DATA SUPPLIED:
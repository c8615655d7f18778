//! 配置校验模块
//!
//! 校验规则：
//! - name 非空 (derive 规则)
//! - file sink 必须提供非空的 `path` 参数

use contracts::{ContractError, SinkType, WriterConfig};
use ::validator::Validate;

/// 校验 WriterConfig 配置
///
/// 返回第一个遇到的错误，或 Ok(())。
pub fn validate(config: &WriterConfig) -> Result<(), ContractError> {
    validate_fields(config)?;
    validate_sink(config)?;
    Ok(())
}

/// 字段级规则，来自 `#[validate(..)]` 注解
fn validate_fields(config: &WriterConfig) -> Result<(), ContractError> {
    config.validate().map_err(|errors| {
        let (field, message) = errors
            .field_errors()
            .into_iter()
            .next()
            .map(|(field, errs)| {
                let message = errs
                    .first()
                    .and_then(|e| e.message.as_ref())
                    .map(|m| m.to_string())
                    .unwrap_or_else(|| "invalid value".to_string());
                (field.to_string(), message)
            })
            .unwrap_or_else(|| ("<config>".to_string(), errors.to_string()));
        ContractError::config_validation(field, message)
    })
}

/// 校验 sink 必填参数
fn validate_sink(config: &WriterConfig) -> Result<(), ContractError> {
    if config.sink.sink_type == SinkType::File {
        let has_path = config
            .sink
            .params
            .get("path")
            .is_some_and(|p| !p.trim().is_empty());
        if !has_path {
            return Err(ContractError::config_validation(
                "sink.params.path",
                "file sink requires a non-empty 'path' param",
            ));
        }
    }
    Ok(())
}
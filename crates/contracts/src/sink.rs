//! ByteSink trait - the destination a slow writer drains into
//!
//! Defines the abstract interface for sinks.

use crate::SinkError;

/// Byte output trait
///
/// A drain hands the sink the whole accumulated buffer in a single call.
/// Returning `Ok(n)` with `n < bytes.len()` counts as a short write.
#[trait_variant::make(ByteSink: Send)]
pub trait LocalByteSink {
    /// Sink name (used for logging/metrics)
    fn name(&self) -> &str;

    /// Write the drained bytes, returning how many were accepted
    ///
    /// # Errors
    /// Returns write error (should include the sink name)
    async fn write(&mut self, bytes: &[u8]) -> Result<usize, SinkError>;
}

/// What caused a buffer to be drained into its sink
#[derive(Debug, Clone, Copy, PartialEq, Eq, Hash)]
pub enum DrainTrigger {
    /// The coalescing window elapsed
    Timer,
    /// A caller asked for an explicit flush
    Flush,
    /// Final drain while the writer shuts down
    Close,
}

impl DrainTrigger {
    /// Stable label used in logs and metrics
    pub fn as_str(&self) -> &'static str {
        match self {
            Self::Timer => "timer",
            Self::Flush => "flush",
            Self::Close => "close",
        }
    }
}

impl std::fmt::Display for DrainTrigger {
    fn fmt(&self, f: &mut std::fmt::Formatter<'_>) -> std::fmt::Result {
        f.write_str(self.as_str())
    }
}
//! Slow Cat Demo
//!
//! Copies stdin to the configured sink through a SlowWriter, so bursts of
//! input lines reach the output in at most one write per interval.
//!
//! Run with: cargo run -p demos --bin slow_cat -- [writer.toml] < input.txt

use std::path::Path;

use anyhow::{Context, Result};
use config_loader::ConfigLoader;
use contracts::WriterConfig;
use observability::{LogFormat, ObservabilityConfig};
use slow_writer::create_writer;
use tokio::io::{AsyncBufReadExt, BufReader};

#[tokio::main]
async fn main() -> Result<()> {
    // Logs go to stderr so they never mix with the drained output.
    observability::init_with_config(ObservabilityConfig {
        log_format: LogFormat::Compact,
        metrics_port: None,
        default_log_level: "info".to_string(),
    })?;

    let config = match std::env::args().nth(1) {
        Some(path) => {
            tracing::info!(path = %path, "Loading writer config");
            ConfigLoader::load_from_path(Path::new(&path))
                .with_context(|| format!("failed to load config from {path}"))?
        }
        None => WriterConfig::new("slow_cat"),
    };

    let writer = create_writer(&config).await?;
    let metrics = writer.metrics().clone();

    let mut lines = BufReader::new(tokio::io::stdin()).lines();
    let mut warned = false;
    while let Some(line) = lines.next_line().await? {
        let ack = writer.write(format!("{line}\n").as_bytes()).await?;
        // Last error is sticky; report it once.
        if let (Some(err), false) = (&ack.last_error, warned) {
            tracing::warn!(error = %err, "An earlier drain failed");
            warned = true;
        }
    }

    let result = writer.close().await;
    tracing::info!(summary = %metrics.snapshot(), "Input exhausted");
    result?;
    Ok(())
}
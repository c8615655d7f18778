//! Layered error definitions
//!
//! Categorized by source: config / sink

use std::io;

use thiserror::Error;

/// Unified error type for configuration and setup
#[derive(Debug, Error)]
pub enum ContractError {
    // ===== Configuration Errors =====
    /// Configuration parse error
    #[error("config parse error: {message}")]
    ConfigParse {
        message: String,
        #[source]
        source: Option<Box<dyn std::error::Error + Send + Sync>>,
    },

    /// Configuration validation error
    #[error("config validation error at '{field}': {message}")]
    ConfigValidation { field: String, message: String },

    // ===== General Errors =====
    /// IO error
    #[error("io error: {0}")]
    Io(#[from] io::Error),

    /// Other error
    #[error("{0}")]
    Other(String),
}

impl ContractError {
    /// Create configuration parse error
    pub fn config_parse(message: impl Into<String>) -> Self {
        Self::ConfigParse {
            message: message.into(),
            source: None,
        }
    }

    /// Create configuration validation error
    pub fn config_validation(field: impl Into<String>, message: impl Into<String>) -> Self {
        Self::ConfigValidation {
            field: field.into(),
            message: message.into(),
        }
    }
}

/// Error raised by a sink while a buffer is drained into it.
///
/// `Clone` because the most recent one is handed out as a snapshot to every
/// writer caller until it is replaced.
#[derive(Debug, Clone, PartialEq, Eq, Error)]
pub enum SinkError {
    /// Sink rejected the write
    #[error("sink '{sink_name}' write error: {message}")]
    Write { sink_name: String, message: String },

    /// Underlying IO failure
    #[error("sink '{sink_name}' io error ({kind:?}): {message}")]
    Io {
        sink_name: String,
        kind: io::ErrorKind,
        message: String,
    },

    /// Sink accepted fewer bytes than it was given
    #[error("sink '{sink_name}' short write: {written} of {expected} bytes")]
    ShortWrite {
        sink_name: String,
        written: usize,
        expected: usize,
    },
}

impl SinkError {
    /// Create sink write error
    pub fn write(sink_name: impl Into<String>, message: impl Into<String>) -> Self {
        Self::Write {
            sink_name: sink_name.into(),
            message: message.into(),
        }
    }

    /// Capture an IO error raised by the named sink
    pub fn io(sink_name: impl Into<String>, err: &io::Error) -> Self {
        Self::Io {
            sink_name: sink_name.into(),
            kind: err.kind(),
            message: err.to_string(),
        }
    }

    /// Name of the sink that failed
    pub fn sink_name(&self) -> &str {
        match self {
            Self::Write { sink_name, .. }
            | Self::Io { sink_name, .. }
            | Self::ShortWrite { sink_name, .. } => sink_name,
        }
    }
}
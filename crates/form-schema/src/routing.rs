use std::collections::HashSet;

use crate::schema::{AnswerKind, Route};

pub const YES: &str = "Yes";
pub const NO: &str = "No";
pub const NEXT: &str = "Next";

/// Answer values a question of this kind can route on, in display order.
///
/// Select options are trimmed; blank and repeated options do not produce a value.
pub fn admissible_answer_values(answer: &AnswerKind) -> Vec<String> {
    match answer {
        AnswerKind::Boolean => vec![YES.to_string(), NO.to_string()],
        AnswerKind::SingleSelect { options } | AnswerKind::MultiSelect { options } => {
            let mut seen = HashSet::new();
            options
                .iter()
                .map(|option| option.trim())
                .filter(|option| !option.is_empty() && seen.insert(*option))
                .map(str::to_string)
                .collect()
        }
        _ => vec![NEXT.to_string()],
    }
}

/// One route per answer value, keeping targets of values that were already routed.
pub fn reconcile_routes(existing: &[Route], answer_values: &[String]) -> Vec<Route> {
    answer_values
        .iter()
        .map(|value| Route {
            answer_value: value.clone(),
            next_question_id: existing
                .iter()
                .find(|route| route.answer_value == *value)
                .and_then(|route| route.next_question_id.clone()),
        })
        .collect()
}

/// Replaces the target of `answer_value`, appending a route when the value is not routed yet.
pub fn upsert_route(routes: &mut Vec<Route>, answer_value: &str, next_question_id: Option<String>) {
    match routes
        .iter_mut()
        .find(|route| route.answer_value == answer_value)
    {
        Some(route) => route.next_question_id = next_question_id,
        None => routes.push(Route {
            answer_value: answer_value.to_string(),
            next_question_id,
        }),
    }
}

---

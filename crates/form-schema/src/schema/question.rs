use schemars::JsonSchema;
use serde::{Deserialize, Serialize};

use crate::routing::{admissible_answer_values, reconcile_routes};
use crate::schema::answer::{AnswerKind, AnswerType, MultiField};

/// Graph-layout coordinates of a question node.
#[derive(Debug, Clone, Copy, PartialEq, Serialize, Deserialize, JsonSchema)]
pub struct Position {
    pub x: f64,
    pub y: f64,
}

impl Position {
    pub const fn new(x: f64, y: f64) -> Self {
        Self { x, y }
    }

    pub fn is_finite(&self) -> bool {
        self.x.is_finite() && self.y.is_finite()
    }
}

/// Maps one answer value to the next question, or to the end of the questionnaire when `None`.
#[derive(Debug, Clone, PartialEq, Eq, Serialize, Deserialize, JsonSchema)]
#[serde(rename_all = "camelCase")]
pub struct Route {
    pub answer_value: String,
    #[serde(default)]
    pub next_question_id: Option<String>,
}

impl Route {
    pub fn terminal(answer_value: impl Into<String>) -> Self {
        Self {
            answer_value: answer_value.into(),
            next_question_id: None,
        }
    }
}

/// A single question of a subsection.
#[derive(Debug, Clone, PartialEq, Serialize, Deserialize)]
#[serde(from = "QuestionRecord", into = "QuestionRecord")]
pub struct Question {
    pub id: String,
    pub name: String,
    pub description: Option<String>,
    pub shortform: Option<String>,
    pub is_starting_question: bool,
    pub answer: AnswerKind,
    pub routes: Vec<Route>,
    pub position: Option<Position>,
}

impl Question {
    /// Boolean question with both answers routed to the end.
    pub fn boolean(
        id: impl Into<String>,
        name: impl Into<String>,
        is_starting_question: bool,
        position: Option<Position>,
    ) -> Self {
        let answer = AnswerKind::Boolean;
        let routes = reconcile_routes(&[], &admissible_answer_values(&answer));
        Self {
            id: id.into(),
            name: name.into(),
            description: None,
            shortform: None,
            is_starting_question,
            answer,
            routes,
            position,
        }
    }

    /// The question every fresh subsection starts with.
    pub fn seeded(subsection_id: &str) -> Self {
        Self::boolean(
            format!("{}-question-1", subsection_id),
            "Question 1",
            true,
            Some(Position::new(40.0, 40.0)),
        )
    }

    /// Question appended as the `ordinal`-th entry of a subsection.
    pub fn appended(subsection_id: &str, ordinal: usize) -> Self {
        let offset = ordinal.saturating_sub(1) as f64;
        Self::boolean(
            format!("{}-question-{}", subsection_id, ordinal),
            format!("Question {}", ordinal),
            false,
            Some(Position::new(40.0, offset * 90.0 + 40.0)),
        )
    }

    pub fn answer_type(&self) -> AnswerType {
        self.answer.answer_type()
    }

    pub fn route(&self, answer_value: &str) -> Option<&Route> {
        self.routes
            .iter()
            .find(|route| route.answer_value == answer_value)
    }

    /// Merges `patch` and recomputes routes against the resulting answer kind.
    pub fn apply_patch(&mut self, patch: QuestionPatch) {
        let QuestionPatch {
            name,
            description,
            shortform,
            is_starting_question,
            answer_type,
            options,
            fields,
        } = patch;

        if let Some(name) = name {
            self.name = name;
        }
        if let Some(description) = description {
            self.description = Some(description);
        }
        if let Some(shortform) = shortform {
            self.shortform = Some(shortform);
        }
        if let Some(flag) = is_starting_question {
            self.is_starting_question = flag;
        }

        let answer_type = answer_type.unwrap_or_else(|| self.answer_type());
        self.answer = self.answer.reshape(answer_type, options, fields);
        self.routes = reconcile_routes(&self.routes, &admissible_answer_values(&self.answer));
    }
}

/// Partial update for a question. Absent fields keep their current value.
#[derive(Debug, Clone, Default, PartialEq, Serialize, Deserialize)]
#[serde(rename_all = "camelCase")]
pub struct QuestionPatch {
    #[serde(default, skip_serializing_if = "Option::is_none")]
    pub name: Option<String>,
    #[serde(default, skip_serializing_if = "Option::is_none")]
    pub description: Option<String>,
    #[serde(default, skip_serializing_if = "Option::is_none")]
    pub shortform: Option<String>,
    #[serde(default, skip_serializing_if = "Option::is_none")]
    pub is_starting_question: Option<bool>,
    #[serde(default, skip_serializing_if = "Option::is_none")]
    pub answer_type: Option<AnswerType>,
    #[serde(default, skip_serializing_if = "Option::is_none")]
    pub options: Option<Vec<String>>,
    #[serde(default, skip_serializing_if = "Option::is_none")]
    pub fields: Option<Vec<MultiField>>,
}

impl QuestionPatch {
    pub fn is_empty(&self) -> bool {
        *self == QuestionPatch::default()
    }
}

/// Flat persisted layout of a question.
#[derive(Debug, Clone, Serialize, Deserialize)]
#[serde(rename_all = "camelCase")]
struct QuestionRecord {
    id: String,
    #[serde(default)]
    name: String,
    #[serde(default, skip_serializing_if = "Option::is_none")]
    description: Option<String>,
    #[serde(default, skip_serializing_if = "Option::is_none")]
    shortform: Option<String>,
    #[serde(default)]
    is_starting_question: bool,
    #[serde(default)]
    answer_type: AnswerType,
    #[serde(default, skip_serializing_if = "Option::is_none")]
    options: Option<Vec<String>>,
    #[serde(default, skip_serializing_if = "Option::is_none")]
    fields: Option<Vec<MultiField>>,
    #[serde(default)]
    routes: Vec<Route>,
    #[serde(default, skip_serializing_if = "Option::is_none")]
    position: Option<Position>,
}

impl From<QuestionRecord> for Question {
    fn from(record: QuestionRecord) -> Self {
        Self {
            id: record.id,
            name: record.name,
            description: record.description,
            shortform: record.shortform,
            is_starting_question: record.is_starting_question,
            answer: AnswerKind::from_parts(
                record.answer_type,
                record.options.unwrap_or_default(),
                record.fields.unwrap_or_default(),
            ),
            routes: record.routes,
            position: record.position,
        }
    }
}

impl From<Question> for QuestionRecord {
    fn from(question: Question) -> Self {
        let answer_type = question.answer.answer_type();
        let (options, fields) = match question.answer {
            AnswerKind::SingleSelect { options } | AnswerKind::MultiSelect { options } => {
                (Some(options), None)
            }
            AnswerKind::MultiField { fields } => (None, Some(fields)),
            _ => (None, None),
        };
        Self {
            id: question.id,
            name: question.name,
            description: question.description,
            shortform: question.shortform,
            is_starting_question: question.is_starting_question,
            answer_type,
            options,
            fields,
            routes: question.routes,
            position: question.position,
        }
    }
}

* * *

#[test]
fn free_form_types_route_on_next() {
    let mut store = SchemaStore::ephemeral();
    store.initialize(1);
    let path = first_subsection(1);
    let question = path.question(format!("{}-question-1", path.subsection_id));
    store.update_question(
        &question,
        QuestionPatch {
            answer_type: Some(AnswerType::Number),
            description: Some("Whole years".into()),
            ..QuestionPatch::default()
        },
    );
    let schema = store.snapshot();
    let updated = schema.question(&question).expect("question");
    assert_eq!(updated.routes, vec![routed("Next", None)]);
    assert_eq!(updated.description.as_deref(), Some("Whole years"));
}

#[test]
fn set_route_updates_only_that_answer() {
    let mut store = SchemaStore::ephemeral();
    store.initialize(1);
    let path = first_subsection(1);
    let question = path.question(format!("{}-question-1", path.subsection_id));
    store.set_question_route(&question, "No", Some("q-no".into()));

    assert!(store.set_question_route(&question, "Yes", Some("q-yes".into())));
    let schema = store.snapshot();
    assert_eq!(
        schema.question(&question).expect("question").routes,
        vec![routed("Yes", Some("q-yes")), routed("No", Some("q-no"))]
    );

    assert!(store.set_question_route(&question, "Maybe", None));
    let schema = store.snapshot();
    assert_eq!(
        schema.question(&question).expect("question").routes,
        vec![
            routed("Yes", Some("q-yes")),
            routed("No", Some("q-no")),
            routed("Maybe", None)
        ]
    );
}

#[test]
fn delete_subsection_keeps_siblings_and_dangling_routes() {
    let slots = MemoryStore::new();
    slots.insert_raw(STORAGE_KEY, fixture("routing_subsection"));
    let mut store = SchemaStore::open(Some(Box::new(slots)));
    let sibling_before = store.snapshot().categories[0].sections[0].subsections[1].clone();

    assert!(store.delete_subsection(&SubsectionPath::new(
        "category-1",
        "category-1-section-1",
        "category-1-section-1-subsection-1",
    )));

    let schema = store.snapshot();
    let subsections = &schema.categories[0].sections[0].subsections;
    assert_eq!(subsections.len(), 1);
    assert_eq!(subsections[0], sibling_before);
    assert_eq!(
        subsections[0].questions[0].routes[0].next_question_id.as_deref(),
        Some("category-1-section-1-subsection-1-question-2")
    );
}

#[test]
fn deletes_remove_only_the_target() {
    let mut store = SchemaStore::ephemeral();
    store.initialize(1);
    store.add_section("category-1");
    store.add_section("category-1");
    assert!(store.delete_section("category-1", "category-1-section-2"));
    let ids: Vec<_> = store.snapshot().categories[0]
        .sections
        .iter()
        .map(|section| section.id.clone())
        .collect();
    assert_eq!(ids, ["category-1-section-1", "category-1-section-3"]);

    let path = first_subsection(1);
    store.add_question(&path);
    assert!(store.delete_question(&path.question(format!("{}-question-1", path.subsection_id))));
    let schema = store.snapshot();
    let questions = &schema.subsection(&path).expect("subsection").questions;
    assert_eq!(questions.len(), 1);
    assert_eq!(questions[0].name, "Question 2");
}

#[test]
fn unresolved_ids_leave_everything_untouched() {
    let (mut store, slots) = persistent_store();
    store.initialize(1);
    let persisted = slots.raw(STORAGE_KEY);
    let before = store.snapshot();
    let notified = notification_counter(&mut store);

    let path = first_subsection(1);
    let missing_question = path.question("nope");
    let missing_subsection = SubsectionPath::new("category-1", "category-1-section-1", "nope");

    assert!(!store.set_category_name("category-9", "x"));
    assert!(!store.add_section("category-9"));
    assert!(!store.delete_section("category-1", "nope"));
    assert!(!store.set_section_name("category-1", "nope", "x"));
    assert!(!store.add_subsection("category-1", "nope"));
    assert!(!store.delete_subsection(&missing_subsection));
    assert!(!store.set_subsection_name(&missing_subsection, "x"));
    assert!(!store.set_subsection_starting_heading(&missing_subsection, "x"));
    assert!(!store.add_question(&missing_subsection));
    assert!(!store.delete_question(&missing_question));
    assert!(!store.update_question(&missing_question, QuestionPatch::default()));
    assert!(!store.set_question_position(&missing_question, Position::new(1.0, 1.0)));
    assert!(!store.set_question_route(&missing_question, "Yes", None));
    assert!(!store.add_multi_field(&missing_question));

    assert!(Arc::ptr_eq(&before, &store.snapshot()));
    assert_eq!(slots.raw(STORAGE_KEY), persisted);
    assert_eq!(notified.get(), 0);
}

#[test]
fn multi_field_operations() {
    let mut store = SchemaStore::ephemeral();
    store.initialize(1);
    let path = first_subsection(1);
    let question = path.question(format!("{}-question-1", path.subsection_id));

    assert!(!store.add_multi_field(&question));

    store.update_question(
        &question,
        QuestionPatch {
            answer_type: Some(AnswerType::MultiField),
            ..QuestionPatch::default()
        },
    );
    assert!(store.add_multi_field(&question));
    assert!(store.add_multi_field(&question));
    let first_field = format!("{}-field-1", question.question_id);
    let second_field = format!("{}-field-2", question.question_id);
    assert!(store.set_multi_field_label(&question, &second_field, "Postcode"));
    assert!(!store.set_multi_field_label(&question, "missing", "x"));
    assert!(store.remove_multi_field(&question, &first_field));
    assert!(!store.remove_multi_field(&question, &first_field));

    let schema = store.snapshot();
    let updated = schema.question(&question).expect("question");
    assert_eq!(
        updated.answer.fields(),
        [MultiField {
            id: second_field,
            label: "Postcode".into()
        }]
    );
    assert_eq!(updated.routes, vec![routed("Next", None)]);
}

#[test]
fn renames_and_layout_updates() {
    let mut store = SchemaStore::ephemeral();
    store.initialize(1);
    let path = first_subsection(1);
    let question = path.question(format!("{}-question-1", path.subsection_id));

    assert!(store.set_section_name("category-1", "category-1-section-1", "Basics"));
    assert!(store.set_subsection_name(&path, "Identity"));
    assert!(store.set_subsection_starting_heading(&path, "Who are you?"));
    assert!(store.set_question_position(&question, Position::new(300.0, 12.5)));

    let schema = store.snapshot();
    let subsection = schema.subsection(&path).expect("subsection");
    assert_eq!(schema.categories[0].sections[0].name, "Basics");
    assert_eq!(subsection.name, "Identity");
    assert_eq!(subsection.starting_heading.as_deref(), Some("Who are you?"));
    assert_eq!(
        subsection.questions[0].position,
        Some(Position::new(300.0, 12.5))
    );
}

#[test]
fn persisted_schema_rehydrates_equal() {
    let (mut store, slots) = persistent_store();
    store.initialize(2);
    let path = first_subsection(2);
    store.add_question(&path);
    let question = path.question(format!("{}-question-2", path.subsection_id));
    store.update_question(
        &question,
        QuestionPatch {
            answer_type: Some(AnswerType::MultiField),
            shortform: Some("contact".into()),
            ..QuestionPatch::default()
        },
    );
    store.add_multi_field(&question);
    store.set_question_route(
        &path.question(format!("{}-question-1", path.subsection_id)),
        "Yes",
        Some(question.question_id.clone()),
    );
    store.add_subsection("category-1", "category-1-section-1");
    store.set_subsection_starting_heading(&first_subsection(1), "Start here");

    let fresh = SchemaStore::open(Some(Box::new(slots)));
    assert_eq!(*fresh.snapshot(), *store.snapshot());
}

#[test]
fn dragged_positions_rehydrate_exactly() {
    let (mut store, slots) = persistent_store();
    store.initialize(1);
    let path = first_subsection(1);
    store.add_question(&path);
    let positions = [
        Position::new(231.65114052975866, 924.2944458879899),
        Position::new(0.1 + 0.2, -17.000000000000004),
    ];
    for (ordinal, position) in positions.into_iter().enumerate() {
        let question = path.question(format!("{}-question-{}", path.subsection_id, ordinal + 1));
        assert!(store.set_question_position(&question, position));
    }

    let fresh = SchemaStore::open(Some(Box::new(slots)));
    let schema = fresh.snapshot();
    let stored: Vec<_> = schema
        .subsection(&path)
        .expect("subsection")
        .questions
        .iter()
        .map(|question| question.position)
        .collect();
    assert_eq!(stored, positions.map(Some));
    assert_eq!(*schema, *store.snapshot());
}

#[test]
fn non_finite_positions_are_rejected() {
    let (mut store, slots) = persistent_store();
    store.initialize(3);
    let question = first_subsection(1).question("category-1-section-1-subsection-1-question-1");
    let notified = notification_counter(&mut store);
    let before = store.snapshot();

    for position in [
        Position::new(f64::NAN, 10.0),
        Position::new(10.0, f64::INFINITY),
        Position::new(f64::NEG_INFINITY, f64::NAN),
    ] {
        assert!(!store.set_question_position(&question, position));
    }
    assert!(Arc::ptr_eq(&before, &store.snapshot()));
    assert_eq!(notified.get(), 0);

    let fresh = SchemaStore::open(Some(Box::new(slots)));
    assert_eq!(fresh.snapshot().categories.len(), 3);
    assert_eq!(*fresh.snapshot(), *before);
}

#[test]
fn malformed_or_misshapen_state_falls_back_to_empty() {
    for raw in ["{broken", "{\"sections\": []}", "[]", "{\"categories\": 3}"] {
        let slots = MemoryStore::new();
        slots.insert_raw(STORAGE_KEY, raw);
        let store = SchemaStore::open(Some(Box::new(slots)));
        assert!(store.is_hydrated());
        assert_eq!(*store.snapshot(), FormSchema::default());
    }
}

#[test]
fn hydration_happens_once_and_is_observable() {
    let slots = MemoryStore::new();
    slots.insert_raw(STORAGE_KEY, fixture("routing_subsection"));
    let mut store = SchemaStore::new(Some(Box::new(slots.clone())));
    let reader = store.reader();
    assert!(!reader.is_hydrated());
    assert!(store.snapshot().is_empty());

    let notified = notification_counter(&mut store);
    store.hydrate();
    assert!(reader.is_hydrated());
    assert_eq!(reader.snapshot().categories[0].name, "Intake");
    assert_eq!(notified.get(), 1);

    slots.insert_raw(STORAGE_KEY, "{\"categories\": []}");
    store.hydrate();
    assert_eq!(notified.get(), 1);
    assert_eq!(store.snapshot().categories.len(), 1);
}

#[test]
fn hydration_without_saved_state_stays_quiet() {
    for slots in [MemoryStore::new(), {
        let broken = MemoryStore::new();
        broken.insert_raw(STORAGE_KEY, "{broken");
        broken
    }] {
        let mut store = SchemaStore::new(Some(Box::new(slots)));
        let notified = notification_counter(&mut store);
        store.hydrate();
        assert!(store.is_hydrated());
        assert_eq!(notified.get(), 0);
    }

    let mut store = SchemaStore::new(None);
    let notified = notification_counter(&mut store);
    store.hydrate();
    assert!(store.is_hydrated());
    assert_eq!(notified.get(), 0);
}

TASK STATEMENT: All lines in the listing above from the line containing "fn validate_fields(config: &WriterConfig)" to the line containing "let has_path = config", inclusive, should be retyped exactly; no other lines should appear.

OUTPUT BELOW:
fn validate_fields(config: &WriterConfig) -> Result<(), ContractError> {
    config.validate().map_err(|errors| {
        let (field, message) = errors
            .field_errors()
            .into_iter()
            .next()
            .map(|(field, errs)| {
                let message = errs
                    .first()
                    .and_then(|e| e.message.as_ref())
                    .map(|m| m.to_string())
                    .unwrap_or_else(|| "invalid value".to_string());
                (field.to_string(), message)
            })
            .unwrap_or_else(|| ("<config>".to_string(), errors.to_string()));
        ContractError::config_validation(field, message)
    })
}

/// 校验 sink 必填参数
fn validate_sink(config: &WriterConfig) -> Result<(), ContractError> {
    if config.sink.sink_type == SinkType::File {
        let has_path = config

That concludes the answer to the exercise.